I have often wanted to be a lot more playful in my response to that question, but I silently quell any creative flights of fancy, and usually reply instead, "A Unitarian Universalist."

They say, "No. I mean.... Are you Christian?"

I say, "No. I'm Unitarian Universalist."

"No," they insist, "I mean what are you beyond that."

There's usually a pause here, and then I try again, "I'm a Unitarian Universalist. That's my religious affiliation. We're an organized religious body and that's what we are - Unitarian Universalists."

Another pause. The wedding party guest is almost ready to abandon this wheel of cognitive dissonance. "What is a Unitarian Universalist?"

There it is! There it is! The question that haunts my life. The dog at my heels, the bain of my existence. Someday, someday, -- I dream of never having to be asked that question again. Living in a peaceful valley, wild flowers in the field and buzzing bees and babbling brooks and sunny days and --- oh no---- someone murmuring: "God's in his heaven and all's right with the world!"

There it is again! There's no escape from the religious cliche's of the western mind. And, I'm off again, not only to explain my primary identity, but to try to understand it as well. For it never gets settled, it seems, and those people at the weddings are still standing around me, always waiting for me to get it clear after I make that first and most outrageous remark of all - "No, I'm not a Christian!" and follow it up with that Protestant-sounding obscurity: "I'm a Unitarian Universalist."

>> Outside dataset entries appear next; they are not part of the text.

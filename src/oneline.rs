//! One call per query pattern.
//!
//! Each operation comes twice. The `try_*` form returns
//! `Result<_, SqlOneLineError>` and tells "no row" (`Ok(None)`) apart from a
//! failure. The plain form never fails: it reports the error with the query
//! text to the handle's [`Diagnostics`] and returns a fixed default instead.
//!
//! ```rust,no_run
//! # #[cfg(feature = "sqlite")] {
//! use sql_oneline::prelude::*;
//!
//! let mut conn = SqliteConnection::open_in_memory()?;
//! let age = get_int(&mut conn, "SELECT age FROM users WHERE user_id=?", &params![1234]);
//! let names = get_array_string(&mut conn, "SELECT name FROM users WHERE age=?", &params![21]);
//! # let _ = (age, names);
//! # }
//! # Ok::<(), sql_oneline::SqlOneLineError>(())
//! ```

use crate::diagnostics::{Diagnostics, TracingDiagnostics};
use crate::driver::Connection;
use crate::error::SqlOneLineError;
use crate::executor::{execute_dml, execute_insert_key, select_column, select_first};
use crate::query_builder::{ColumnValues, render_insert, render_update};
use crate::types::SqlParam;

/// Runs one-line operations, reporting absorbed failures to `D`.
#[derive(Debug, Clone, Default)]
pub struct OneLine<D = TracingDiagnostics> {
    diagnostics: D,
}

impl OneLine<TracingDiagnostics> {
    #[must_use]
    pub fn new() -> Self {
        Self {
            diagnostics: TracingDiagnostics,
        }
    }
}

impl<D: Diagnostics> OneLine<D> {
    #[must_use]
    pub fn with_diagnostics(diagnostics: D) -> Self {
        Self { diagnostics }
    }

    #[must_use]
    pub fn diagnostics(&self) -> &D {
        &self.diagnostics
    }

    fn settle<T>(&self, query: &str, outcome: Result<T, SqlOneLineError>, default: T) -> T {
        outcome.unwrap_or_else(|err| {
            self.diagnostics.report(&err, Some(query));
            default
        })
    }

    /// # Errors
    /// Returns `SqlOneLineError` if the query fails.
    pub fn try_get_boolean<C: Connection>(
        &self,
        conn: &mut C,
        query: &str,
        params: &[SqlParam],
    ) -> Result<Option<bool>, SqlOneLineError> {
        select_first(conn, query, params, &self.diagnostics)
    }

    /// # Errors
    /// Returns `SqlOneLineError` if the query fails or column 1 is not an `i32`.
    pub fn try_get_int<C: Connection>(
        &self,
        conn: &mut C,
        query: &str,
        params: &[SqlParam],
    ) -> Result<Option<i32>, SqlOneLineError> {
        select_first(conn, query, params, &self.diagnostics)
    }

    /// Same reading as [`try_get_int`](Self::try_get_int); kept for parity with
    /// [`get_integer`](Self::get_integer).
    ///
    /// # Errors
    /// Returns `SqlOneLineError` if the query fails or column 1 is not an `i32`.
    pub fn try_get_integer<C: Connection>(
        &self,
        conn: &mut C,
        query: &str,
        params: &[SqlParam],
    ) -> Result<Option<i32>, SqlOneLineError> {
        self.try_get_int(conn, query, params)
    }

    /// # Errors
    /// Returns `SqlOneLineError` if the query fails or column 1 is not an `i64`.
    pub fn try_get_long<C: Connection>(
        &self,
        conn: &mut C,
        query: &str,
        params: &[SqlParam],
    ) -> Result<Option<i64>, SqlOneLineError> {
        select_first(conn, query, params, &self.diagnostics)
    }

    /// A NULL in column 1 reads as `None`, same as no row.
    ///
    /// # Errors
    /// Returns `SqlOneLineError` if the query fails.
    pub fn try_get_string<C: Connection>(
        &self,
        conn: &mut C,
        query: &str,
        params: &[SqlParam],
    ) -> Result<Option<String>, SqlOneLineError> {
        select_first::<C, Option<String>>(conn, query, params, &self.diagnostics)
            .map(Option::flatten)
    }

    /// # Errors
    /// Returns `SqlOneLineError` if the query fails or any value is not an `i32`.
    pub fn try_get_array_int<C: Connection>(
        &self,
        conn: &mut C,
        query: &str,
        params: &[SqlParam],
    ) -> Result<Vec<i32>, SqlOneLineError> {
        select_column(conn, query, params, &self.diagnostics)
    }

    /// # Errors
    /// Returns `SqlOneLineError` if the query fails.
    pub fn try_get_array_string<C: Connection>(
        &self,
        conn: &mut C,
        query: &str,
        params: &[SqlParam],
    ) -> Result<Vec<Option<String>>, SqlOneLineError> {
        select_column(conn, query, params, &self.diagnostics)
    }

    /// # Errors
    /// Returns `SqlOneLineError` if the statement fails.
    pub fn try_execute<C: Connection>(
        &self,
        conn: &mut C,
        query: &str,
        params: &[SqlParam],
    ) -> Result<u64, SqlOneLineError> {
        execute_dml(conn, query, params, &self.diagnostics)
    }

    /// # Errors
    /// Returns `SqlOneLineError` if the insert or key retrieval fails.
    pub fn try_insert_auto_increment<C: Connection>(
        &self,
        conn: &mut C,
        query: &str,
        params: &[SqlParam],
    ) -> Result<Option<i64>, SqlOneLineError> {
        execute_insert_key(conn, query, params, &self.diagnostics)
    }

    /// Insert one row built from `columns`; `true` if a row was inserted.
    ///
    /// # Errors
    /// Returns `SqlOneLineError` if `columns` is empty or the insert fails.
    pub fn try_insert<C: Connection>(
        &self,
        conn: &mut C,
        table: &str,
        columns: &ColumnValues,
    ) -> Result<bool, SqlOneLineError> {
        let rendered = render_insert(table, columns)?;
        self.try_execute(conn, &rendered.query, &rendered.params)
            .map(|affected| affected > 0)
    }

    /// Update rows where `where_key = where_value`; returns the affected count.
    ///
    /// # Errors
    /// Returns `SqlOneLineError` if `columns` is empty or the update fails.
    pub fn try_update<C: Connection>(
        &self,
        conn: &mut C,
        table: &str,
        columns: &ColumnValues,
        where_key: &str,
        where_value: impl Into<SqlParam>,
    ) -> Result<u64, SqlOneLineError> {
        let rendered = render_update(table, columns, where_key, where_value)?;
        self.try_execute(conn, &rendered.query, &rendered.params)
    }

    /// `true` only if the first row's column 1 reads as true.
    pub fn get_boolean<C: Connection>(&self, conn: &mut C, query: &str, params: &[SqlParam]) -> bool {
        let outcome = self.try_get_boolean(conn, query, params);
        self.settle(query, outcome, None).unwrap_or(false)
    }

    /// Column 1 of the first row, `0` otherwise.
    pub fn get_int<C: Connection>(&self, conn: &mut C, query: &str, params: &[SqlParam]) -> i32 {
        let outcome = self.try_get_int(conn, query, params);
        self.settle(query, outcome, None).unwrap_or(0)
    }

    /// Column 1 of the first row, `None` otherwise.
    ///
    /// The value is read through the integer getter, so a NULL column gives
    /// `Some(0)`.
    pub fn get_integer<C: Connection>(
        &self,
        conn: &mut C,
        query: &str,
        params: &[SqlParam],
    ) -> Option<i32> {
        let outcome = self.try_get_integer(conn, query, params);
        self.settle(query, outcome, None)
    }

    /// 64-bit twin of [`get_integer`](Self::get_integer).
    pub fn get_long<C: Connection>(
        &self,
        conn: &mut C,
        query: &str,
        params: &[SqlParam],
    ) -> Option<i64> {
        let outcome = self.try_get_long(conn, query, params);
        self.settle(query, outcome, None)
    }

    pub fn get_string<C: Connection>(
        &self,
        conn: &mut C,
        query: &str,
        params: &[SqlParam],
    ) -> Option<String> {
        let outcome = self.try_get_string(conn, query, params);
        self.settle(query, outcome, None)
    }

    /// Column 1 of every row in order; empty on failure.
    pub fn get_array_int<C: Connection>(
        &self,
        conn: &mut C,
        query: &str,
        params: &[SqlParam],
    ) -> Vec<i32> {
        let outcome = self.try_get_array_int(conn, query, params);
        self.settle(query, outcome, Vec::new())
    }

    /// Column 1 of every row in order, NULLs kept as `None`; empty on failure.
    pub fn get_array_string<C: Connection>(
        &self,
        conn: &mut C,
        query: &str,
        params: &[SqlParam],
    ) -> Vec<Option<String>> {
        let outcome = self.try_get_array_string(conn, query, params);
        self.settle(query, outcome, Vec::new())
    }

    /// Affected row count, `-1` on failure.
    pub fn execute<C: Connection>(&self, conn: &mut C, query: &str, params: &[SqlParam]) -> i64 {
        let outcome = self
            .try_execute(conn, query, params)
            .and_then(|affected| {
                i64::try_from(affected).map_err(|_| {
                    SqlOneLineError::ExecutionError(format!("row count {affected} overflows i64"))
                })
            });
        self.settle(query, outcome, -1)
    }

    /// Generated key of the inserted row, `0` if none was generated or the
    /// insert failed.
    pub fn insert_auto_increment<C: Connection>(
        &self,
        conn: &mut C,
        query: &str,
        params: &[SqlParam],
    ) -> i64 {
        let outcome = self.try_insert_auto_increment(conn, query, params);
        self.settle(query, outcome, None).unwrap_or(0)
    }

    /// `true` if the rendered INSERT affected at least one row.
    pub fn insert<C: Connection>(&self, conn: &mut C, table: &str, columns: &ColumnValues) -> bool {
        match render_insert(table, columns) {
            Ok(rendered) => self.execute(conn, &rendered.query, &rendered.params) > 0,
            Err(err) => {
                self.diagnostics.report(&err, None);
                false
            }
        }
    }

    /// Affected row count of the rendered UPDATE, `-1` on failure.
    pub fn update<C: Connection>(
        &self,
        conn: &mut C,
        table: &str,
        columns: &ColumnValues,
        where_key: &str,
        where_value: impl Into<SqlParam>,
    ) -> i64 {
        match render_update(table, columns, where_key, where_value) {
            Ok(rendered) => self.execute(conn, &rendered.query, &rendered.params),
            Err(err) => {
                self.diagnostics.report(&err, None);
                -1
            }
        }
    }
}

macro_rules! with_tracing_diagnostics {
    ($($(#[$doc:meta])* $name:ident -> $ret:ty;)+) => {
        $(
            $(#[$doc])*
            pub fn $name<C: Connection>(conn: &mut C, query: &str, params: &[SqlParam]) -> $ret {
                OneLine::new().$name(conn, query, params)
            }
        )+
    };
}

with_tracing_diagnostics! {
    /// See [`OneLine::get_boolean`].
    get_boolean -> bool;
    /// See [`OneLine::get_int`].
    get_int -> i32;
    /// See [`OneLine::get_integer`].
    get_integer -> Option<i32>;
    /// See [`OneLine::get_long`].
    get_long -> Option<i64>;
    /// See [`OneLine::get_string`].
    get_string -> Option<String>;
    /// See [`OneLine::get_array_int`].
    get_array_int -> Vec<i32>;
    /// See [`OneLine::get_array_string`].
    get_array_string -> Vec<Option<String>>;
    /// See [`OneLine::execute`].
    execute -> i64;
    /// See [`OneLine::insert_auto_increment`].
    insert_auto_increment -> i64;
    /// See [`OneLine::try_get_boolean`].
    ///
    /// # Errors
    /// Returns `SqlOneLineError` if the query fails.
    try_get_boolean -> Result<Option<bool>, SqlOneLineError>;
    /// See [`OneLine::try_get_int`].
    ///
    /// # Errors
    /// Returns `SqlOneLineError` if the query fails.
    try_get_int -> Result<Option<i32>, SqlOneLineError>;
    /// See [`OneLine::try_get_long`].
    ///
    /// # Errors
    /// Returns `SqlOneLineError` if the query fails.
    try_get_long -> Result<Option<i64>, SqlOneLineError>;
    /// See [`OneLine::try_get_string`].
    ///
    /// # Errors
    /// Returns `SqlOneLineError` if the query fails.
    try_get_string -> Result<Option<String>, SqlOneLineError>;
    /// See [`OneLine::try_get_array_int`].
    ///
    /// # Errors
    /// Returns `SqlOneLineError` if the query fails.
    try_get_array_int -> Result<Vec<i32>, SqlOneLineError>;
    /// See [`OneLine::try_get_array_string`].
    ///
    /// # Errors
    /// Returns `SqlOneLineError` if the query fails.
    try_get_array_string -> Result<Vec<Option<String>>, SqlOneLineError>;
    /// See [`OneLine::try_execute`].
    ///
    /// # Errors
    /// Returns `SqlOneLineError` if the statement fails.
    try_execute -> Result<u64, SqlOneLineError>;
    /// See [`OneLine::try_insert_auto_increment`].
    ///
    /// # Errors
    /// Returns `SqlOneLineError` if the insert fails.
    try_insert_auto_increment -> Result<Option<i64>, SqlOneLineError>;
}

/// See [`OneLine::insert`].
pub fn insert<C: Connection>(conn: &mut C, table: &str, columns: &ColumnValues) -> bool {
    OneLine::new().insert(conn, table, columns)
}

/// See [`OneLine::update`].
pub fn update<C: Connection>(
    conn: &mut C,
    table: &str,
    columns: &ColumnValues,
    where_key: &str,
    where_value: impl Into<SqlParam>,
) -> i64 {
    OneLine::new().update(conn, table, columns, where_key, where_value)
}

"What are you?" What are we, indeed!

But, that dialogue I've just described -- the guests-at-the-wedding-type-of-conversation that happens with people who've heard nothing or very little about us, is just one of two very distinctly different conversations possible on the subject of explaining what a Unitarian Universalist might be.

The second conversation is the one we have among ourselves. And, it can be just as daunting. Just as difficult. Just as frustrating. Sometimes. Through our history as a religious movement there have been times we've experienced major transitions.

Now is one of those some-times.

Unitarian Universalism has entered a time of theology shift, probably predictable, but suddenly and startlingly upon us nevertheless. We've been talking about change for a few years, but, hey, who expected it to sink in so fast! I thought we were still thinking about it!

Truth is, UUs are always primed for change. It's our middle name. We live on the liberal edges; we are creedless; we a free thinkers; we absorb novelty and distill its essence into substance. Openness is our religious nature and change is our human condition. We have no one to blame but ourselves for our precarious but dynamic orientation to life.

When some archaeologist examines our burial mounds some fine day in the future, she will find quite different religious artifacts at each of the fifty-year-levels.

What happened to make it so apparent that a shift had already taken place while we were in discussion groups pondering elements of the shift......? "Convo '95" happened.

Last March, some 500 UU ministers met in Hot Springs, Arkansas for five days and nights, for a Convocation. That well-attended gathering of the faithful, had as its purpose to create a covenant for ministry in the 21st century. At the time, I was not sufficiently funded in my church conference budget, or in my own personal budget, to make the trip myself. I was really sorry to have missed the experience, but I have heard lots about it from some participants and from others' written material.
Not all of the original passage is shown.